02:38Posso confermare che il popolo di Azerbaijan è molto aperto verso i stranieri, molto cordiale, accoliente,
02:47e con aiuto di Dio, anche con il supporto del governo, possiamo sviluppare i suoi progetti umanitari, sociali,
02:56anche questi di religione, di annunciare il Vangelo di Gesù Cristo.
03:01Una cosa che forse sorpretende per i nostri visitatori è che siamo un paese secolare, dove è religione divisa dal governo,
03:11ma, all'altra parte, il governo capisce molto bene che i radici sono molto importanti,
03:18e anche il Presidente dello Stato, Ilham Aliyev, ogni anno fa un aiuto finanziario per le chiese tradizionali presenti nel paese.
03:29Il capo della comunità religiosa cristiana degli Albano Udi, dottor Robert Mobili,
03:34ha posto l'accento sulla tolleranza del popolo dell'Azerbaijan.
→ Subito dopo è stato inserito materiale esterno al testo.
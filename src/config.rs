use anyhow::Context;
use serde::Deserialize;

#[derive(Debug, Clone, Deserialize)]
pub struct SessionConfig {
    pub secret: String,
    pub issuer: String,
    pub audience: String,
    pub ttl_minutes: i64,
}

/// Where the text generation model is served from.
#[derive(Debug, Clone, Deserialize)]
pub struct ModelConfig {
    pub endpoint: String,
    pub name: String,
    pub api_token: Option<String>,
}

#[derive(Debug, Clone, Deserialize)]
pub struct AppConfig {
    pub listen_addr: String,
    pub database_url: String,
    pub session: SessionConfig,
    pub model: ModelConfig,
}

impl AppConfig {
    pub fn from_env() -> anyhow::Result<Self> {
        let listen_addr = format!(
            "{}:{}",
            std::env::var("APP_HOST").unwrap_or_else(|_| "0.0.0.0".into()),
            std::env::var("APP_PORT").unwrap_or_else(|_| "8080".into())
        );
        let database_url = std::env::var("DATABASE_URL")
            .unwrap_or_else(|_| "sqlite://quillmind.db?mode=rwc".into());
        let session = SessionConfig {
            secret: std::env::var("SESSION_SECRET").context("SESSION_SECRET must be set")?,
            issuer: std::env::var("SESSION_ISSUER").unwrap_or_else(|_| "quillmind".into()),
            audience: std::env::var("SESSION_AUDIENCE").unwrap_or_else(|_| "quillmind-web".into()),
            ttl_minutes: std::env::var("SESSION_TTL_MINUTES")
                .ok()
                .and_then(|v| v.parse::<i64>().ok())
                .unwrap_or(60 * 24 * 7),
        };
        let model = ModelConfig {
            endpoint: std::env::var("MODEL_ENDPOINT")
                .unwrap_or_else(|_| "https://api-inference.huggingface.co".into()),
            name: std::env::var("MODEL_NAME").unwrap_or_else(|_| "google/flan-t5-large".into()),
            api_token: std::env::var("MODEL_API_TOKEN")
                .ok()
                .filter(|token| !token.is_empty()),
        };
        Ok(Self {
            listen_addr,
            database_url,
            session,
            model,
        })
    }
}
use serde::{Deserialize, Serialize};

/// Session token payload.
#[derive(Debug, Clone, Serialize, Deserialize)]
pub struct Claims {
    pub sub: i64,    // user ID
    pub iat: usize,  // issued at (unix timestamp)
    pub exp: usize,  // expires at (unix timestamp)
    pub iss: String, // issuer
    pub aud: String, // audience
}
03:41Ancora oggi in Azerbaijan e in tutto il mondo si sono organizzate diverse conferenze come questa,
03:47che hanno l'obiettivo di vedere il livello di multiculturalismo e tolleranza presenti in Azerbaijan.
03:53Il fatto che le diverse etnie della popolazione azerbaijana, come gli Udi dell'Albania caucasica,
03:58siano riuscite a conservare le loro religioni e le loro tradizioni,
04:02dimostra che il popolo azerbaijano è uno dei più tolleranti del mondo.
04:07Filipe Kozianz, ricercatore di origine armena ed editore della casa editrice Kluczar,
04:13ha infine preso la parola.
04:14Il discorso qui è l'antica Albania caucasica.
04:20Oggi tutti i ricercatori sono qui riuniti per discutere questo argomento
04:24e sicuramente questo porterà ad un risultato.